But God would have to repeat some version of this lesson many times over the next 40 years before the next generation could enter the promised land, and to be honest many more times with the generations that followed even up to today. Perhaps in your own life, when you are honest with yourself, perhaps you will recognize times God has tried to teach you to listen, trust, and follow directions obediently rather than go your own way trying to solve everything by yourself. I know it’s true for me!
Just as it is difficult to find a good leader, it isn’t easy being a leader either. I’ve had lots of experience to back up that statement. It can be physically or mentally exhausting. It can be emotionally and spiritually draining. Some days you feel like you are really getting somewhere, and other days nothing is going as intended. The people around you may disagree with you or with each other, and even machinery and weather are uncooperative. Some days everyone has questions, and you don’t have enough answers. There may be disruptions and distractions, and you feel like you are pushing a heavy boulder up a steep hill. Moses experienced all of that and more.
We come to today’s reading after many years in the desert. Moses threw his hands in the air and boldly made this frustrated but honest declaration to God.
“You have been telling me, ‘Take these people up to the Promised Land.’ But you haven’t told me whom you will send with me. You have told me, ‘I know you by name, and I look favorably on you.’ If it is true that you look favorably on me, let me know your ways so I may understand you more fully and continue to enjoy your favor. And remember that this nation is your very own people.” Ex. 33:12-13
To which God replied, “I will personally go with you, Moses, and I will give you rest—everything will be fine for you.” Ibid 14.

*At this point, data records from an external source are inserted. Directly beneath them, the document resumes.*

//! Session hub: one relay server per session.

use crate::config::HubConfig;
use crate::error::{ServerError, ServerResult};
use crate::server::SyncServer;
use graphsync_engine::MessageSink;
use graphsync_model::{Entity, ModelResult, Observers, Registry, Subscription};
use graphsync_protocol::{HubInfo, SessionInfo, SessionRequest, SyncMessage, Uuid};
use parking_lot::RwLock;
use std::collections::BTreeMap;
use std::sync::Arc;
use tracing::info;

/// Creates the model of a new session in the session's registry, given the
/// session id.
pub type ModelFactory = dyn Fn(&str, &Registry) -> ModelResult<Entity> + Send + Sync;

/// Something that happened on a [`SessionHub`].
#[derive(Debug, Clone)]
pub enum HubEvent {
    /// A session was created and its server started.
    SessionCreated {
        /// Session id.
        id: String,
        /// The session's model.
        model: Entity,
    },
    /// A session was closed and its model destroyed.
    SessionClosed(String),
}

/// Hosts isolated sessions, each with its own model and [`SyncServer`].
pub struct SessionHub {
    config: HubConfig,
    factory: Arc<ModelFactory>,
    sessions: RwLock<BTreeMap<String, SyncServer>>,
    events: Observers<HubEvent>,
}

impl SessionHub {
    /// Creates a hub whose sessions start from an empty root entity.
    pub fn new(config: HubConfig) -> Self {
        let root_gid = config.root_gid.clone();
        Self::with_factory(config, move |_session, registry| {
            registry.create_root(root_gid.as_str())
        })
    }

    /// Creates a hub with a custom session model factory.
    pub fn with_factory<F>(config: HubConfig, factory: F) -> Self
    where
        F: Fn(&str, &Registry) -> ModelResult<Entity> + Send + Sync + 'static,
    {
        Self {
            config,
            factory: Arc::new(factory),
            sessions: RwLock::new(BTreeMap::new()),
            events: Observers::new(),
        }
    }

    /// Returns the configuration.
    pub fn config(&self) -> &HubConfig {
        &self.config
    }

    /// Subscribes to hub events.
    pub fn subscribe<F>(&self, callback: F) -> Subscription
    where
        F: Fn(&HubEvent) + Send + Sync + 'static,
    {
        self.events.subscribe(callback)
    }

    /// Greets a client connecting to the hub.
    pub fn connect(&self, sink: &dyn MessageSink) -> ServerResult<()> {
        sink.send(SyncMessage::ConnectionHub(HubInfo {
            use_client_model: self.config.use_client_model,
        }))?;
        Ok(())
    }

    /// Handles a message sent to the hub, replying through `sink`.
    pub fn handle(&self, sink: &dyn MessageSink, message: SyncMessage) -> ServerResult<()> {
        match message {
            SyncMessage::CreateSession(request) => {
                let id = self.create_session(request)?;
                sink.send(SyncMessage::SessionCreated(SessionInfo { id }))?;
                Ok(())
            }
            other => Err(ServerError::InvalidRequest(format!(
                "'{}' is not accepted by a session hub",
                other.event_name()
            ))),
        }
    }

    /// Creates and starts a session. With `use_client_model`, state offered
    /// in the request replaces the fresh model's state.
    pub fn create_session(&self, request: SessionRequest) -> ServerResult<String> {
        let id = Uuid::new_v4().to_string();
        info!(session = %id, "creating session");

        let registry = Registry::new();
        let model = (self.factory)(&id, &registry)?;
        let server = SyncServer::new(&model, self.config.server.clone())?;
        if self.config.use_client_model {
            if let Some(state) = request.state {
                server.synchronizer().set_full_state(state)?;
            }
        }
        server.start();

        self.sessions.write().insert(id.clone(), server);
        self.events.notify(&HubEvent::SessionCreated {
            id: id.clone(),
            model,
        });
        Ok(id)
    }

    /// Returns the server of a session.
    pub fn server(&self, session: &str) -> Option<SyncServer> {
        self.sessions.read().get(session).cloned()
    }

    /// Returns the ids of open sessions.
    pub fn sessions(&self) -> Vec<String> {
        self.sessions.read().keys().cloned().collect()
    }

    /// Disconnects a client from a session, closing the session when it was
    /// the last one.
    pub fn disconnect(&self, session: &str, client: &str) -> ServerResult<()> {
        let server = self
            .server(session)
            .ok_or_else(|| ServerError::UnknownSession(session.to_string()))?;
        server.disconnect(client)?;
        if server.client_count() == 0 {
            self.close_session(session)?;
        }
        Ok(())
    }

    /// Destroys a session's server and model.
    pub fn close_session(&self, session: &str) -> ServerResult<()> {
        let server = self
            .sessions
            .write()
            .remove(session)
            .ok_or_else(|| ServerError::UnknownSession(session.to_string()))?;
        info!(session, "closing session");
        server.destroy();
        self.events
            .notify(&HubEvent::SessionClosed(session.to_string()));
        Ok(())
    }

    /// Stops every session's server.
    pub fn stop(&self) {
        let servers: Vec<SyncServer> = self.sessions.read().values().cloned().collect();
        for server in servers {
            server.stop();
        }
    }

    /// Stops and destroys every session.
    pub fn destroy(&self) {
        self.stop();
        let sessions = std::mem::take(&mut *self.sessions.write());
        for server in sessions.into_values() {
            server.destroy();
        }
    }
}

impl std::fmt::Debug for SessionHub {
    fn fmt(&self, f: &mut std::fmt::Formatter<'_>) -> std::fmt::Result {
        f.debug_struct("SessionHub")
            .field("config", &self.config)
            .field("sessions", &self.sessions.read().len())
            .finish()
    }
}

#[cfg(test)]
mod tests {
    use super::*;
    use crate::config::ServerConfig;
    use graphsync_engine::MockSink;
    use graphsync_model::Field;
    use graphsync_protocol::{Changes, Commit, CommitSet, Gid, Value};

    fn config() -> HubConfig {
        HubConfig::new().with_server(ServerConfig::new().with_auto_commit(None))
    }

    fn seed(title: &str) -> CommitSet {
        let mut changes = Changes::new();
        changes.insert("title".to_string(), Value::from(title));
        let mut state = CommitSet::new();
        state.insert(
            Gid::from("root"),
            Commit::new("client", 0, 0).with_changes(changes),
        );
        state
    }

    #[test]
    fn greets_with_hub_info() {
        let hub = SessionHub::new(config().with_client_model(true));
        let sink = MockSink::new();
        hub.connect(&sink).unwrap();
        assert_eq!(
            sink.take(),
            vec![SyncMessage::ConnectionHub(HubInfo {
                use_client_model: true
            })]
        );
    }

    #[test]
    fn create_session_replies_with_id() {
        let hub = SessionHub::new(config());
        let sink = MockSink::new();
        hub.handle(&sink, SyncMessage::CreateSession(SessionRequest::default()))
            .unwrap();

        let sent = sink.take();
        let SyncMessage::SessionCreated(info) = &sent[0] else {
            panic!("expected session-created, got {:?}", sent[0]);
        };
        let server = hub.server(&info.id).unwrap();
        assert_eq!(server.model().gid().as_str(), "root");
        assert!(server.synchronizer().is_active());
    }

    #[test]
    fn sessions_are_isolated() {
        let hub = SessionHub::new(config());
        let a = hub.create_session(SessionRequest::default()).unwrap();
        let b = hub.create_session(SessionRequest::default()).unwrap();
        assert_ne!(a, b);

        hub.server(&a).unwrap().model().set("title", "a");
        assert!(hub.server(&b).unwrap().model().get("title").is_null());
    }

    #[test]
    fn client_model_seeds_the_session() {
        let hub = SessionHub::new(config().with_client_model(true));
        let id = hub
            .create_session(SessionRequest {
                state: Some(seed("from client")),
            })
            .unwrap();
        assert_eq!(
            hub.server(&id).unwrap().model().get("title"),
            Field::from("from client")
        );

        let hub = SessionHub::new(config());
        let id = hub
            .create_session(SessionRequest {
                state: Some(seed("ignored")),
            })
            .unwrap();
        assert!(hub.server(&id).unwrap().model().get("title").is_null());
    }

    #[test]
    fn last_client_leaving_closes_the_session() {
        let hub = SessionHub::new(config());
        let closed = Arc::new(parking_lot::Mutex::new(Vec::new()));
        let store = closed.clone();
        let _sub = hub.subscribe(move |event| {
            if let HubEvent::SessionClosed(id) = event {
                store.lock().push(id.clone());
            }
        });

        let id = hub.create_session(SessionRequest::default()).unwrap();
        let server = hub.server(&id).unwrap();
        let first = server.connect(MockSink::new()).unwrap();
        let second = server.connect(MockSink::new()).unwrap();

        hub.disconnect(&id, &first).unwrap();
        assert!(hub.server(&id).is_some());
        hub.disconnect(&id, &second).unwrap();
        assert!(hub.server(&id).is_none());
        assert!(server.model().is_destroyed());
        assert_eq!(*closed.lock(), vec![id.clone()]);

        assert!(matches!(
            hub.close_session(&id),
            Err(ServerError::UnknownSession(_))
        ));
    }

    #[test]
    fn custom_factory() {
        let hub = SessionHub::with_factory(config(), |session, registry| {
            registry
                .builder("scene")
                .root()
                .field("session", session)
                .create()
        });
        let id = hub.create_session(SessionRequest::default()).unwrap();
        let model = hub.server(&id).unwrap().model().clone();
        assert_eq!(model.get("session"), Field::from(id.as_str()));
    }

    #[test]
    fn destroy_closes_everything() {
        let hub = SessionHub::new(config());
        let id = hub.create_session(SessionRequest::default()).unwrap();
        let model = hub.server(&id).unwrap().model().clone();

        hub.destroy();
        assert!(hub.sessions().is_empty());
        assert!(model.is_destroyed());
    }
}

There was a bit more to the discussion before this marvelous scene of God allowing His Glory to pass by Moses for a moment of reassurance. I get how precious that moment must have been, how it nourished Moses with confidence and strength to go on leading God’s people.
I get it because during a time of struggle recently, God granted me a moment of visualizing life’s troubles pushed out of the way while I beheld a bright white light that filled the room, pulsating with life, and resonating with a spark of light within me. It was the Christ Light, and my own soul responded to God’s Glory. That gave me the peace and trust to keep going.
Moses came back down the mountain ready to lead God’s people once more, because Moses had been reminded of the majestic glory and trustworthy presence of the One whom he followed, God. In my meditation, so had I.
The stories of the Old Testament are filled with ordinary people, many of whom became leaders of one kind or another. Some were good leaders like Joseph or Deborah, Samuel or David, Elijah and Elisha, Josiah and Hezekiah. Some chose not to follow God and there were consequences for Jonah or Lot’s wife, for Ahab and Jezebel, for King David when he sinned, for King Saul when he did things his own way, for the kings who led God’s people away from God.
After other long periods of testing, God came to earth to reclaim God’s people. God came as Jesus.
Today’s gospel lesson mentions other human leaders. There were leaders among the Pharisees, but they only led one of various groups within Judaism. King Herod was technically a leader of the Jews but was to some extent a puppet of the occupying Romans. The Emperor was their leader. Jesus was a very different kind of leader from all of these. Jesus led by teaching and example. Take today’s lesson as one example. He answered the Pharisee’s question to pay the taxes with the Emperor’s coin. On another occasion when it came time to pay those taxes, Jesus told Peter where to find a proper coin to pay them.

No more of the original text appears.